# is this a sign that it is over



## mja123 (May 3, 2011)

so I was talking to my husband last night, and was asking him why has been so distant, etc....... and basically what I got from him is that he is tired fo dealing with everything and basically everything is my fault.. I understand that I might not be the most easy person to deal with, and maybe sometimes I might react without knowing the whole situation. But I am a damn good wife, companion mother etc...... he basically said that he can't keep doing this etc.. everything he said about me was negative.... not so positive...... the funny thing is on sunday for mothers day he gave me such a nice card and wrote so many nice things, and than on tuesday he told me all this negative stuff,,,,,,, so its like what do you really feel............
when he was done, I told him if you are so unhappy, maybe we should not be together. and then he said, that he did not say he did not want to be with me that I only focus on the negative,,, but if 99 percent of what he said was negative what am i suppose to think............
he always rejects me.......... I do not know what to do. at this point. Sometimes, I feel like he wants me to end it..... should I? Or should I let him end it if he is this unhappy........
I am not sure if at this point, things could get better,,,,,,,,,, it is sad because we have a one year old son............. so sometimes, I think he stays because of him......... we are barely intimate,,,,,,,,, have not been since April and prior to that it was months........

what should I do......


----------



## CallaLily (Jan 13, 2011)

Have you all tried MC? If not it might be a good place to start.


----------



## mja123 (May 3, 2011)

No we have not,, maybe that is something that we should do. Should I suggest to him or should I just make an appointment for it? if so how would I go about it?


----------



## CallaLily (Jan 13, 2011)

mja123 said:


> No we have not,, maybe that is something that we should do. Should I suggest to him or should I just make an appointment for it? if so how would I go about it?


You could mention it to him. He might be reluctant to go, and if he chooses not to, then you could still go and at least get some kind feedback from a professional.


----------



## mja123 (May 3, 2011)

thank you, I'll mention it to him tonight, lets see how it goes.


----------



## Ser Pounce-A-Lot (Apr 7, 2011)

mja123 said:


> so I was talking to my husband last night, and was asking him why has been so distant, etc....... and basically what I got from him is that he is tired fo dealing with everything and basically everything is my fault.. I understand that I might not be the most easy person to deal with, and maybe sometimes I might react without knowing the whole situation. But I am a damn good wife, companion mother etc...... he basically said that he can't keep doing this etc.. everything he said about me was negative.... not so positive...... the funny thing is on sunday for mothers day he gave me such a nice card and wrote so many nice things, and than on tuesday he told me all this negative stuff,,,,,,, so its like what do you really feel............
> when he was done, I told him if you are so unhappy, maybe we should not be together. and then he said, that he did not say he did not want to be with me that I only focus on the negative,,, but if 99 percent of what he said was negative what am i suppose to think............
> he always rejects me.......... I do not know what to do. at this point. Sometimes, I feel like he wants me to end it..... should I? Or should I let him end it if he is this unhappy........
> I am not sure if at this point, things could get better,,,,,,,,,, it is sad because we have a one year old son............. so sometimes, I think he stays because of him......... we are barely intimate,,,,,,,,, have not been since April and prior to that it was months........
> ...


Hi Mja,

You are obviously in a combative situation at the moment. Whatever you say, he will say the opposite just out of spite, so words will be of no use in reconnecting with your spouse, in my opinion.

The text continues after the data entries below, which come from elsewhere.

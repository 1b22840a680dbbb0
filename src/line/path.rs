//! Randomized neon line paths
//!
//! A path is a left-to-right polyline with one or two bends ("breaks").
//! World coordinates are centered on the surface with y pointing up, and
//! the line starts and ends just off-screen.

use std::str::FromStr;

use glam::Vec2;
use rand::{Rng, RngCore};
use serde::{Deserialize, Serialize};

use crate::consts::*;
use crate::error::BackdropError;

/// Uniform random source in [0, 1)
///
/// Every `rand` generator qualifies, so a seeded `Pcg32` can be passed in
/// directly. Tests can feed fixed sequences.
pub trait UnitRandom {
    fn next_unit(&mut self) -> f32;
}

impl<R: RngCore> UnitRandom for R {
    #[inline]
    fn next_unit(&mut self) -> f32 {
        self.random::<f32>()
    }
}

/// Vertical band a line starts in
#[derive(Debug, Clone, Copy, PartialEq, Eq, Default, Serialize, Deserialize)]
#[serde(rename_all = "lowercase")]
pub enum Zone {
    Top,
    #[default]
    Middle,
    Bottom,
}

impl Zone {
    pub fn as_str(&self) -> &'static str {
        match self {
            Zone::Top => "top",
            Zone::Middle => "middle",
            Zone::Bottom => "bottom",
        }
    }

    /// Draw a starting height for this zone
    pub fn start_y<R: UnitRandom + ?Sized>(&self, height: f32, rng: &mut R) -> f32 {
        let u = rng.next_unit();
        match self {
            Zone::Top => (u * 0.3 + 0.1) * height,
            Zone::Bottom => -(u * 0.3 + 0.1) * height,
            Zone::Middle => (u * 0.6 - 0.3) * height,
        }
    }
}

impl FromStr for Zone {
    type Err = BackdropError;

    fn from_str(s: &str) -> Result<Self, Self::Err> {
        match s.trim().to_lowercase().as_str() {
            "top" => Ok(Zone::Top),
            "middle" | "mid" => Ok(Zone::Middle),
            "bottom" => Ok(Zone::Bottom),
            _ => Err(BackdropError::invalid_zone(s)),
        }
    }
}

/// Drawing surface dimensions in world units
#[derive(Debug, Clone, Copy, PartialEq, Serialize, Deserialize)]
pub struct SurfaceSize {
    pub width: f32,
    pub height: f32,
}

impl SurfaceSize {
    /// Degenerate extents (zero, negative, NaN) are raised to `MIN_SURFACE_EXTENT`
    pub fn new(width: f32, height: f32) -> Self {
        Self {
            width: width.max(MIN_SURFACE_EXTENT),
            height: height.max(MIN_SURFACE_EXTENT),
        }
    }

    /// Off-screen overshoot on each side
    #[inline]
    pub fn margin(&self) -> f32 {
        self.width * MARGIN_FRACTION
    }

    /// Allowed y range after clamping
    ///
    /// Collapses to the center line when the margin exceeds half the height.
    pub fn y_bounds(&self) -> (f32, f32) {
        let lo = -self.height / 2.0 + self.margin();
        let hi = self.height / 2.0 - self.margin();
        if lo > hi { (0.0, 0.0) } else { (lo, hi) }
    }

    /// Clamp a y value into `y_bounds`
    #[inline]
    pub fn clamp_y(&self, y: f32) -> f32 {
        let (lo, hi) = self.y_bounds();
        y.clamp(lo, hi)
    }

    /// Whether `other` is different enough to warrant a new path
    pub fn differs_from(&self, other: &SurfaceSize) -> bool {
        (self.width - other.width).abs() > RESIZE_EPSILON
            || (self.height - other.height).abs() > RESIZE_EPSILON
    }
}

/// A bend in the path, used only during generation
#[derive(Debug, Clone, Copy, PartialEq, Serialize, Deserialize)]
pub struct Break {
    /// Normalized position where the bend begins
    pub position: f32,
    /// Signed vertical offset reached at the end of the ramp
    pub size: f32,
}

impl Break {
    /// Vertical offset contributed at normalized position `t`
    #[inline]
    pub fn offset_at(&self, t: f32) -> f32 {
        if t <= self.position {
            0.0
        } else if t >= self.position + BREAK_RAMP {
            self.size
        } else {
            self.size * (t - self.position) / BREAK_RAMP
        }
    }
}

/// Draw 1-2 breaks, sorted by position
///
/// Base positions are evenly spaced over (0.1, 0.9) and jittered by up to 0.1.
pub fn generate_breaks<R: UnitRandom + ?Sized>(width: f32, rng: &mut R) -> Vec<Break> {
    let count = ((rng.next_unit() * 2.0) as usize).min(1) + 1;

    let mut positions: Vec<f32> = (0..count)
        .map(|i| 0.1 + (0.8 / count as f32) * i as f32 + rng.next_unit() * 0.1)
        .collect();
    positions.sort_by(|a, b| a.total_cmp(b));

    positions
        .into_iter()
        .map(|position| {
            let direction = if rng.next_unit() > 0.5 { 1.0 } else { -1.0 };
            let size = width * (0.05 + rng.next_unit() * 0.15) * direction;
            Break { position, size }
        })
        .collect()
}

/// An immutable generated polyline
#[derive(Debug, Clone, Default, PartialEq, Serialize, Deserialize)]
pub struct Path {
    pub points: Vec<Vec2>,
}

impl Path {
    /// Placeholder before the first generation
    pub fn empty() -> Self {
        Self { points: Vec::new() }
    }

    pub fn len(&self) -> usize {
        self.points.len()
    }

    pub fn is_empty(&self) -> bool {
        self.points.is_empty()
    }

    /// Flat xyz buffer (z = 0) for vertex upload
    pub fn positions(&self) -> Vec<f32> {
        self.points.iter().flat_map(|p| [p.x, p.y, 0.0]).collect()
    }

    /// Normalized position of point `index`
    #[inline]
    pub fn param(&self, index: usize) -> f32 {
        normalized_param(index, self.points.len())
    }
}

/// `index / (count - 1)`, 0 for single-point paths
#[inline]
pub fn normalized_param(index: usize, count: usize) -> f32 {
    if count < 2 {
        0.0
    } else {
        index as f32 / (count - 1) as f32
    }
}

/// Generate a path with the default point count
pub fn generate<R: UnitRandom + ?Sized>(size: SurfaceSize, zone: Zone, rng: &mut R) -> Path {
    generate_with_points(size, zone, PATH_POINTS, rng)
}

/// Generate a path with `num_points` samples (at least 2)
pub fn generate_with_points<R: UnitRandom + ?Sized>(
    size: SurfaceSize,
    zone: Zone,
    num_points: usize,
    rng: &mut R,
) -> Path {
    let num_points = num_points.max(2);
    let start_y = zone.start_y(size.height, rng);
    let breaks = generate_breaks(size.width, rng);

    let margin = size.margin();
    let full_width = size.width + margin * 2.0;
    let left = -size.width / 2.0 - margin;

    let points = (0..num_points)
        .map(|i| {
            let t = normalized_param(i, num_points);
            let y = breaks.iter().fold(start_y, |y, b| y + b.offset_at(t));
            Vec2::new(left + t * full_width, size.clamp_y(y))
        })
        .collect();

    Path { points }
}

#[cfg(test)]
pub(crate) mod test_support {
    use super::UnitRandom;

    /// Replays a fixed list of unit values, cycling when exhausted
    pub struct FixedUnits {
        values: Vec<f32>,
        index: usize,
    }

    impl FixedUnits {
        pub fn new(values: &[f32]) -> Self {
            Self {
                values: values.to_vec(),
                index: 0,
            }
        }
    }

    impl UnitRandom for FixedUnits {
        fn next_unit(&mut self) -> f32 {
            let v = self.values[self.index % self.values.len()];
            self.index += 1;
            v
        }
    }
}

#[cfg(test)]
mod tests {
    use super::test_support::FixedUnits;
    use super::*;
    use rand::SeedableRng;
    use rand_pcg::Pcg32;

    #[test]
    fn test_golden_middle_path() {
        // start, count, jitter x2, (direction, size) x2
        let mut rng = FixedUnits::new(&[0.25, 0.75, 0.0, 0.5, 0.9, 0.2, 0.1, 0.6]);
        let size = SurfaceSize::new(1000.0, 800.0);
        let path = generate(size, Zone::Middle, &mut rng);

        assert_eq!(path.len(), PATH_POINTS);
        let first = path.points[0];
        let last = path.points[PATH_POINTS - 1];
        assert!((first.x + 550.0).abs() < 1e-3);
        assert!((last.x - 550.0).abs() < 1e-3);

        // start_y = (0.25 * 0.6 - 0.3) * 800
        assert!((first.y + 120.0).abs() < 1e-3);
        // +80 at 0.1 (full by 0.3), -140 at 0.55 (full by 0.75)
        let mid = path.points[99];
        assert!((mid.y + 40.0).abs() < 1e-3, "mid y = {}", mid.y);
        assert!((last.y + 180.0).abs() < 1e-3, "last y = {}", last.y);
    }

    #[test]
    fn test_golden_breaks() {
        let mut rng = FixedUnits::new(&[0.75, 0.0, 0.5, 0.9, 0.2, 0.1, 0.6]);
        let breaks = generate_breaks(1000.0, &mut rng);
        assert_eq!(breaks.len(), 2);
        assert!((breaks[0].position - 0.1).abs() < 1e-6);
        assert!((breaks[1].position - 0.55).abs() < 1e-6);
        assert!((breaks[0].size - 80.0).abs() < 1e-3);
        assert!((breaks[1].size + 140.0).abs() < 1e-3);
    }

    #[test]
    fn test_single_break_when_count_draw_low() {
        let mut rng = FixedUnits::new(&[0.2, 0.5, 0.9, 0.0]);
        let breaks = generate_breaks(500.0, &mut rng);
        assert_eq!(breaks.len(), 1);
        assert!((breaks[0].position - 0.15).abs() < 1e-6);
        assert!((breaks[0].size - 25.0).abs() < 1e-3);
    }

    #[test]
    fn test_break_ramp() {
        let b = Break {
            position: 0.5,
            size: 10.0,
        };
        assert_eq!(b.offset_at(0.4), 0.0);
        assert_eq!(b.offset_at(0.5), 0.0);
        assert!((b.offset_at(0.6) - 5.0).abs() < 1e-4);
        assert!((b.offset_at(0.7) - 10.0).abs() < 1e-4);
        assert_eq!(b.offset_at(0.71), 10.0);
        assert_eq!(b.offset_at(1.0), 10.0);
    }

    #[test]
    fn test_break_holds_full_size_after_ramp() {
        // Past the ramp the offset is the exact size
        let b = Break {
            position: 0.1,
            size: -140.0,
        };
        for t in [0.31, 0.5, 0.75, 1.0] {
            assert_eq!(b.offset_at(t), -140.0);
        }
    }

    #[test]
    fn test_degenerate_surface_is_clamped() {
        let size = SurfaceSize::new(0.0, -5.0);
        assert_eq!(size.width, MIN_SURFACE_EXTENT);
        assert_eq!(size.height, MIN_SURFACE_EXTENT);

        let nan = SurfaceSize::new(f32::NAN, 10.0);
        assert_eq!(nan.width, MIN_SURFACE_EXTENT);

        let mut rng = Pcg32::seed_from_u64(7);
        let path = generate(size, Zone::Top, &mut rng);
        assert_eq!(path.len(), PATH_POINTS);
        assert!(path.points.iter().all(|p| p.x.is_finite() && p.y.is_finite()));
    }

    #[test]
    fn test_wide_short_surface_collapses_bounds() {
        // margin 50 exceeds half height 20
        let size = SurfaceSize::new(1000.0, 40.0);
        assert_eq!(size.y_bounds(), (0.0, 0.0));
        let mut rng = Pcg32::seed_from_u64(3);
        let path = generate(size, Zone::Bottom, &mut rng);
        assert!(path.points.iter().all(|p| p.y == 0.0));
    }

    #[test]
    fn test_positions_buffer() {
        let path = Path {
            points: vec![Vec2::new(1.0, 2.0), Vec2::new(3.0, 4.0)],
        };
        assert_eq!(path.positions(), vec![1.0, 2.0, 0.0, 3.0, 4.0, 0.0]);
        assert_eq!(path.param(0), 0.0);
        assert_eq!(path.param(1), 1.0);
    }

    #[test]
    fn test_differs_from() {
        let a = SurfaceSize::new(800.0, 600.0);
        assert!(!a.differs_from(&SurfaceSize::new(800.2, 600.0)));
        assert!(a.differs_from(&SurfaceSize::new(801.0, 600.0)));
        assert!(a.differs_from(&SurfaceSize::new(800.0, 500.0)));
    }

    #[test]
    fn test_zone_parse() {
        assert_eq!("TOP".parse::<Zone>().unwrap(), Zone::Top);
        assert_eq!(" bottom ".parse::<Zone>().unwrap(), Zone::Bottom);
        assert!(matches!(
            "sideways".parse::<Zone>(),
            Err(BackdropError::InvalidZone(_))
        ));
        for zone in [Zone::Top, Zone::Middle, Zone::Bottom] {
            assert_eq!(zone.as_str().parse::<Zone>().unwrap(), zone);
        }
    }

    #[test]
    fn test_same_seed_same_path() {
        let size = SurfaceSize::new(1280.0, 720.0);
        let a = generate(size, Zone::Middle, &mut Pcg32::seed_from_u64(42));
        let b = generate(size, Zone::Middle, &mut Pcg32::seed_from_u64(42));
        assert_eq!(a, b);
    }
}

#[cfg(test)]
mod proptests {
    use super::*;
    use proptest::prelude::*;
    use rand::SeedableRng;
    use rand_pcg::Pcg32;

    fn any_zone() -> impl Strategy<Value = Zone> {
        prop_oneof![Just(Zone::Top), Just(Zone::Middle), Just(Zone::Bottom)]
    }

    proptest! {
        #[test]
        fn path_shape_holds(
            seed in any::<u64>(),
            width in 50.0f32..4000.0,
            height in 50.0f32..4000.0,
            zone in any_zone(),
        ) {
            let size = SurfaceSize::new(width, height);
            let path = generate(size, zone, &mut Pcg32::seed_from_u64(seed));
            let (lo, hi) = size.y_bounds();

            prop_assert_eq!(path.len(), PATH_POINTS);
            for pair in path.points.windows(2) {
                prop_assert!(pair[1].x > pair[0].x);
            }
            for p in &path.points {
                prop_assert!(p.y >= lo && p.y <= hi);
            }
            prop_assert!(path.points[0].x < -width / 2.0);
            prop_assert!(path.points[PATH_POINTS - 1].x > width / 2.0);
        }

        #[test]
        fn start_band_matches_zone(seed in any::<u64>(), height in 10.0f32..4000.0) {
            let mut rng = Pcg32::seed_from_u64(seed);
            prop_assert!(Zone::Top.start_y(height, &mut rng) > 0.0);
            prop_assert!(Zone::Bottom.start_y(height, &mut rng) < 0.0);
            let mid = Zone::Middle.start_y(height, &mut rng);
            prop_assert!(mid >= -0.3 * height && mid <= 0.3 * height);
        }

        #[test]
        fn clamp_is_idempotent(
            width in 1.0f32..4000.0,
            height in 1.0f32..4000.0,
            y in -10000.0f32..10000.0,
        ) {
            let size = SurfaceSize::new(width, height);
            let once = size.clamp_y(y);
            prop_assert_eq!(size.clamp_y(once), once);
        }

        #[test]
        fn breaks_are_sorted(seed in any::<u64>(), width in 1.0f32..4000.0) {
            let breaks = generate_breaks(width, &mut Pcg32::seed_from_u64(seed));
            prop_assert!(!breaks.is_empty() && breaks.len() <= 2);
            for pair in breaks.windows(2) {
                prop_assert!(pair[0].position <= pair[1].position);
            }
            for b in &breaks {
                prop_assert!(b.position > 0.0 && b.position < 1.0);
                let magnitude = b.size.abs();
                // width * (0.05 + U * 0.15), as the stock backdrop draws it
                prop_assert!(magnitude >= width * 0.05 - 1e-3);
                prop_assert!(magnitude <= width * 0.2 + 1e-3);
            }
        }
    }
}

But that doesn't mean there is nothing you can do. You need help and I would recommend signing up for Mort Fertel's free e-mail series (Stop Divorce). It really helped my marriage and hopefully it can help yours too.

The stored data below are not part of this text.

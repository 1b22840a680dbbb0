//! Per-point line shading
//!
//! Recomputed from scratch every display refresh. The only inputs are the
//! path length and the two progress scalars, so stale-but-valid scalars are
//! always safe to render.

use serde::{Deserialize, Serialize};

use crate::blend_to_white;
use crate::consts::{HEAD_ERASE_CUTOFF, HEAD_SIZE};
use crate::line::path::{Path, normalized_param};
use crate::line::state::AnimationState;

/// RGBA for a hidden point
pub const INVISIBLE: [f32; 4] = [0.0, 0.0, 0.0, 0.0];

/// Cyan (#00ffff)
pub const NEON_CYAN: [f32; 3] = [0.0, 1.0, 1.0];

#[derive(Debug, Clone, Copy, PartialEq, Serialize, Deserialize)]
pub struct LineStyle {
    /// Linear RGB base color
    pub base_color: [f32; 3],
    /// Half-width of the bright head around the draw front
    pub head_size: f32,
    /// Head is only drawn while erase progress is below this
    pub head_erase_cutoff: f32,
}

impl Default for LineStyle {
    fn default() -> Self {
        Self {
            base_color: NEON_CYAN,
            head_size: HEAD_SIZE,
            head_erase_cutoff: HEAD_ERASE_CUTOFF,
        }
    }
}

/// Color and opacity of the point at normalized position `t`
pub fn shade_point(t: f32, state: &AnimationState, style: &LineStyle) -> [f32; 4] {
    if !state.is_visible(t) {
        return INVISIBLE;
    }

    let head_distance = (t - state.draw_progress).abs();
    let near_head = style.head_size > 0.0
        && head_distance < style.head_size
        && state.erase_progress < style.head_erase_cutoff;

    let [r, g, b] = if near_head {
        blend_to_white(style.base_color, 1.0 - head_distance / style.head_size)
    } else {
        style.base_color
    };
    [r, g, b, 1.0]
}

/// Fresh RGBA buffer for `point_count` evenly spaced points
pub fn shade(point_count: usize, state: &AnimationState, style: &LineStyle) -> Vec<[f32; 4]> {
    (0..point_count)
        .map(|i| shade_point(normalized_param(i, point_count), state, style))
        .collect()
}

/// Shade a generated path; an empty path yields an empty buffer
pub fn shade_path(path: &Path, state: &AnimationState, style: &LineStyle) -> Vec<[f32; 4]> {
    shade(path.len(), state, style)
}


#[cfg(test)]
mod proptests {
    use super::*;
    use proptest::prelude::*;

    proptest! {
        #[test]
        fn visibility_matches_window(
            draw in 0.0f32..=1.0,
            erase in 0.0f32..=1.1,
            t in 0.0f32..=1.0,
        ) {
            let state = AnimationState::new(draw, erase);
            let c = shade_point(t, &state, &LineStyle::default());
            let visible = draw > 0.0 && erase <= t && t <= draw;
            prop_assert_eq!(c[3] == 1.0, visible);
            if !visible {
                prop_assert_eq!(c, INVISIBLE);
            }
        }

        #[test]
        fn head_only_inside_window(
            draw in 0.0f32..=1.0,
            erase in 0.0f32..=1.1,
            t in 0.0f32..=1.0,
        ) {
            let style = LineStyle::default();
            let state = AnimationState::new(draw, erase);
            let c = shade_point(t, &state, &style);
            let in_head = erase < 0.1 && (t - draw).abs() < 0.03;
            if c[3] == 1.0 && !in_head {
                prop_assert_eq!(c, [0.0, 1.0, 1.0, 1.0]);
            }
            if c[3] == 1.0 {
                prop_assert!(c[0] >= 0.0 && c[0] <= 1.0);
            }
        }
    }
}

If you have any questions please let me know.


----------



## mja123 (May 3, 2011)

I will sign up for mort feterls, Ill let you know how it goes


----------



## Locard (May 26, 2011)

Be strong, don't demand to have the last word. Having a baby sure throws a wrench is things but it can get better. 

When you say he rejects you, do you mean sexually?


----------



## Jellybeans (Mar 8, 2011)

Start doing 180s. Suggest counselling to him.


----------



## AvaTara539 (Apr 10, 2011)

mja123 said:


> so I was talking to my husband last night, and was asking him why has been so distant, etc....... and basically what I got from him is that he is tired fo dealing with everything and basically everything is my fault.. I understand that I might not be the most easy person to deal with, and maybe sometimes I might react without knowing the whole situation. But I am a damn good wife, companion mother etc...... he basically said that he can't keep doing this etc.. everything he said about me was negative.... not so positive...... the funny thing is on sunday for mothers day he gave me such a nice card and wrote so many nice things, and than on tuesday he told me all this negative stuff,,,,,,, so its like what do you really feel............
> when he was done, I told him if you are so unhappy, maybe we should not be together. and then he said, that he did not say he did not want to be with me that I only focus on the negative,,, but if 99 percent of what he said was negative what am i suppose to think............
> he always rejects me.......... I do not know what to do. at this point. Sometimes, I feel like he wants me to end it..... should I? Or should I let him end it if he is this unhappy........
> I am not sure if at this point, things could get better,,,,,,,,,, it is sad because we have a one year old son............. so sometimes, I think he stays because of him......... we are barely intimate,,,,,,,,, have not been since April and prior to that it was months........
> ...


All of that is very vague and non specific. You need a marriage counselor.


----------



## mja123 (May 3, 2011)

yes I mean sexually


----------